[Saved entries]

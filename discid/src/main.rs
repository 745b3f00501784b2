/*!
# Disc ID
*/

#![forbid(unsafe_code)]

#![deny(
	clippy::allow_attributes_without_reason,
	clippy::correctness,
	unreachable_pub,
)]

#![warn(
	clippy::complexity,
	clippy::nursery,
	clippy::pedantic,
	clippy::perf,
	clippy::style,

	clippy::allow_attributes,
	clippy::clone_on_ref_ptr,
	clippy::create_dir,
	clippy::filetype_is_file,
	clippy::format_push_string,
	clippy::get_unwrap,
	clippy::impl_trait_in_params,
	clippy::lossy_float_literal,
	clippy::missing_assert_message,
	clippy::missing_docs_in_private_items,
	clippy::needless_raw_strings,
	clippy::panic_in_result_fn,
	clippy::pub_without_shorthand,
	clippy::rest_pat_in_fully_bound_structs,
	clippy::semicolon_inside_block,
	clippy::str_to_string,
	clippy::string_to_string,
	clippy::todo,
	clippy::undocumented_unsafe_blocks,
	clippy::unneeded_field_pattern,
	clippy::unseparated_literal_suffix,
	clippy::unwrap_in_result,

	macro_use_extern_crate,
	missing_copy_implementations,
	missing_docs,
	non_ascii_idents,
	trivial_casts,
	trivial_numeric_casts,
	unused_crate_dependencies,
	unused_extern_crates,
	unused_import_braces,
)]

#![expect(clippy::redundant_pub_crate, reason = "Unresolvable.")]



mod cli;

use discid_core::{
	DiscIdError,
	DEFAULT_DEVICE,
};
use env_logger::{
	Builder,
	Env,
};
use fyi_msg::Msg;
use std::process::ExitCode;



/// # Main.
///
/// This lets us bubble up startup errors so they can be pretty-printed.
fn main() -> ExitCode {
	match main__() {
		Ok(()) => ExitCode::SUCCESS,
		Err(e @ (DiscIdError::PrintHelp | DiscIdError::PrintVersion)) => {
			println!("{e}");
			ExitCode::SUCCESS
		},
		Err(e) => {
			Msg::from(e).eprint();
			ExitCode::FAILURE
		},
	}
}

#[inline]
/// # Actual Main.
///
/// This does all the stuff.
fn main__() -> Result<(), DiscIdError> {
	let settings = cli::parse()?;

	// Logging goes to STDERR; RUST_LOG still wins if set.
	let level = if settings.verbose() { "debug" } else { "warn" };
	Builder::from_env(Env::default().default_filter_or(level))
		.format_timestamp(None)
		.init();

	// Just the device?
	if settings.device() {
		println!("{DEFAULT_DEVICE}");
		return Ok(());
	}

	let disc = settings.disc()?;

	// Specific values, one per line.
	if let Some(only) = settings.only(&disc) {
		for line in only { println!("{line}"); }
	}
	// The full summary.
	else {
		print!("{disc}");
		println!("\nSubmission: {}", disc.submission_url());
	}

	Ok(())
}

- _EXERCISE REQUIREMENTS_
Work out how many lines in the data hold the word "SUCCESS"; reply with the number alone.

- _TASK ANSWER_
2